Wenn man die Bassdrum mit einem Pad ausstattet, dann ist der Trittschall nicht zu vergessen (Punkt VI).

Übungspads:
HQ Percussion RF-12G Übungspad

Übungspads sind eigentlich Pads, die gesondert vom Set gespielt werden. Es gibt diverse Ausführung solcher Übungdspads. Mit Holz, weichem Gummi, hartem Gummi, zum Befestigen auf einem Beckenständer, in verschiedene Größen, Farben und Formen etc… Hier sollte man vorher in den Laden gehen und gucken, welches Pad man am liebsten bespielt, da sie alle ein unterschiedliches Reboundverhalten haben.
Diese Übungshelfer geben, wie auch die Gummipads, nur ein leises Klacken von sich. Dieses Klackgeräusch ist im Gegensatz zum normalen Schlagzeug sehr, sehr leise. Nichts desto trotz hört man dieses Klacken einen Raum weiter. Wenn ihr Streit mit der o.g. Schwester habt oder Vattern liegt, weil er Nachtschicht hat, kann es störend sein. Hier kann ein leichtes Küchentuch helfen. Die Geräuschlautstärke wird minimiert und das Spielgefühl ändert sich nur leicht.


IV. Meshheads

Roland MH-10 Mesh Fell
[/LEFT
]

Meshheads sind gewebeartige Felle, die ein ähnliches Spielverhalten wie normale Felle aufweisen, allerdings keinen richtigen Klang von sich geben. Eigentlich gedacht, um zu „Triggern“, eignen sie sich hervorragend als Übungsfelle. Die Meshheads sind noch geräuschärmer als Gummipads und zudem hört man den Hall der Tom nicht mehr. (Voraussetzung ist die Demontage des Resofells)

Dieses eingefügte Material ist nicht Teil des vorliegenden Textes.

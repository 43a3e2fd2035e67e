//! Progress reporting and cooperative cancellation
//!
//! The pipeline reports a 0-100 value through a plain callback and checks a
//! [`CancellationToken`] at every checkpoint. Cancellation surfaces as the
//! dedicated [`Cancelled`] error, which callers treat as "not completed".

use std::fmt;
use std::sync::Arc;
use thiserror::Error;
use tokio_util::sync::CancellationToken;

/// Build was cancelled at a checkpoint
#[derive(Debug, Clone, Copy, PartialEq, Eq, Error)]
#[error("Build cancelled")]
pub struct Cancelled;

type Sink = Arc<dyn Fn(f64) + Send + Sync>;

/// Progress sink plus cancellation flag
#[derive(Clone)]
pub struct Progress {
    sink: Sink,
    cancel: CancellationToken,
    start: f64,
    span: f64,
}

impl fmt::Debug for Progress {
    fn fmt(&self, f: &mut fmt::Formatter<'_>) -> fmt::Result {
        f.debug_struct("Progress")
            .field("start", &self.start)
            .field("span", &self.span)
            .field("cancelled", &self.cancel.is_cancelled())
            .finish()
    }
}

impl Progress {
    pub fn new(sink: impl Fn(f64) + Send + Sync + 'static, cancel: CancellationToken) -> Self {
        Self {
            sink: Arc::new(sink),
            cancel,
            start: 0.0,
            span: 100.0,
        }
    }

    /// Progress that reports nowhere and is never cancelled
    pub fn silent() -> Self {
        Self::new(|_| {}, CancellationToken::new())
    }

    pub fn cancellation_token(&self) -> &CancellationToken {
        &self.cancel
    }

    pub fn is_cancelled(&self) -> bool {
        self.cancel.is_cancelled()
    }

    /// Sub-range `[from, to]` of this range, both given in this range's 0-100 scale
    pub fn scoped(&self, from: f64, to: f64) -> Self {
        let from = from.clamp(0.0, 100.0);
        let to = to.clamp(from, 100.0);
        Self {
            sink: Arc::clone(&self.sink),
            cancel: self.cancel.clone(),
            start: self.start + self.span * from / 100.0,
            span: self.span * (to - from) / 100.0,
        }
    }

    /// Report `percent` (0-100 within this range), then check for cancellation
    pub fn checkpoint(&self, percent: f64) -> Result<(), Cancelled> {
        let overall = self.start + self.span * percent.clamp(0.0, 100.0) / 100.0;
        (self.sink)(overall);
        if self.cancel.is_cancelled() {
            return Err(Cancelled);
        }
        Ok(())
    }

    /// Report `done` of `total` steps within this range
    pub fn step(&self, done: usize, total: usize) -> Result<(), Cancelled> {
        let percent = if total == 0 {
            100.0
        } else {
            done as f64 / total as f64 * 100.0
        };
        self.checkpoint(percent)
    }
}
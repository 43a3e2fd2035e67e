//! PL 94-171 tabulation loader
//!
//! Reads a state's geographic header and numbered data segments, left-joins
//! the segments onto the header by logical record number, and derives one
//! canonical `geoid` per row.
//!
//! Only the header attributes and table cells the package consumes are kept
//! in memory; large states have several hundred thousand block records.

use crate::services::pl_layout::{
    geoid_components_2010, strip_geoid_prefix, HeaderFormat, PlLayout, JOIN_KEY,
    SEGMENT_DROPPED_COLUMNS,
};
use crate::utils::text::{decode_census_text, decode_field};
use rdpkg_common::geography::GeographyCatalog;
use rdpkg_common::population::population_fields;
use rdpkg_common::DecennialYear;
use std::collections::{HashMap, HashSet};
use std::path::{Path, PathBuf};
use thiserror::Error;
use tracing::{debug, info, warn};
use walkdir::WalkDir;

/// Tabulation errors
#[derive(Debug, Error)]
pub enum TabulationError {
    #[error("Geographic header not found: {0}")]
    MissingHeader(PathBuf),

    #[error("Malformed record in {file} line {line}: {message}")]
    Malformed {
        file: String,
        line: usize,
        message: String,
    },

    #[error("IO error: {0}")]
    Io(#[from] std::io::Error),
}

/// Header attributes every load keeps regardless of the catalog
const CORE_HEADER_COLUMNS: &[&str] = &["FILEID", "STUSAB", "SUMLEV", "GEOCOMP", "LOGRECNO", "GEOID"];

/// One merged census record
#[derive(Debug, Clone, PartialEq)]
pub struct TabulationRow {
    pub logrecno: String,
    pub sumlev: String,
    pub geocomp: String,
    pub geoid: String,
    attrs: Vec<String>,
    counts: Vec<Option<i64>>,
}

impl TabulationRow {
    /// Whether this is the whole-unit record rather than a geographic component
    pub fn is_primary(&self) -> bool {
        self.geocomp.is_empty() || self.geocomp == "00"
    }
}

/// Merged header + segment table for one state and year
#[derive(Debug, Clone)]
pub struct TabulationTable {
    pub year: DecennialYear,
    attr_index: HashMap<String, usize>,
    count_index: HashMap<String, usize>,
    rows: Vec<TabulationRow>,
    by_geoid: HashMap<(String, String), usize>,
}

impl TabulationTable {
    pub fn len(&self) -> usize {
        self.rows.len()
    }

    pub fn is_empty(&self) -> bool {
        self.rows.is_empty()
    }

    pub fn rows(&self) -> &[TabulationRow] {
        &self.rows
    }

    /// Primary records at a summary level, in file order
    pub fn rows_at<'a>(&'a self, sumlev: &'a str) -> impl Iterator<Item = &'a TabulationRow> + 'a {
        self.rows
            .iter()
            .filter(move |r| r.sumlev == sumlev && r.is_primary())
    }

    /// Primary record for a GEOID at a summary level
    pub fn row_by_geoid(&self, sumlev: &str, geoid: &str) -> Option<&TabulationRow> {
        self.by_geoid
            .get(&(sumlev.to_string(), geoid.to_string()))
            .map(|&i| &self.rows[i])
    }

    /// Header attribute, trimmed; `None` when absent or blank
    pub fn attr<'a>(&self, row: &'a TabulationRow, column: &str) -> Option<&'a str> {
        self.attr_index
            .get(column)
            .and_then(|&i| row.attrs.get(i))
            .map(|v| v.as_str())
            .filter(|v| !v.is_empty())
    }

    /// Table cell value
    pub fn count(&self, row: &TabulationRow, column: &str) -> Option<i64> {
        self.count_index
            .get(column)
            .and_then(|&i| row.counts.get(i).copied().flatten())
    }

    pub fn has_count_column(&self, column: &str) -> bool {
        self.count_index.contains_key(column)
    }
}

/// Primary records by (summary level, GEOID); the first record wins
fn index_geoids(rows: &[TabulationRow]) -> HashMap<(String, String), usize> {
    let mut by_geoid = HashMap::new();
    for (i, row) in rows.iter().enumerate() {
        if row.is_primary() && !row.geoid.is_empty() {
            by_geoid
                .entry((row.sumlev.clone(), row.geoid.clone()))
                .or_insert(i);
        }
    }
    by_geoid
}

Wenn man die Bassdrum mit einem Meshhead ausstattet, dann ist der Trittschall nicht zu vergessen (Punkt VI).


V. E-Drums

E-Drums sind eine herausragende Erfindung um leise Schlagzeug zu spielen und zu üben. Es gibt E-Drums mit Gummipads und mit Meshheads. Gummipads sind etwas lauter als Meshheads, haben allerdings auch unterschiedliches Spielgefühl. Hier gilt es auch vorher zu testen, welches Spielgefühl einem eher liegt. Bei E-Drums ist es außerdem von Vorteil, dass man durch das Drummodul einen „richtigen“ Drumsound bekommt und nicht wie bei Übungspad nur ein Klack zu hören ist. Das steigert den Spielspaß. Durch die Verwendung von Kopfhörern ist man der einzige richtige Zuhörer.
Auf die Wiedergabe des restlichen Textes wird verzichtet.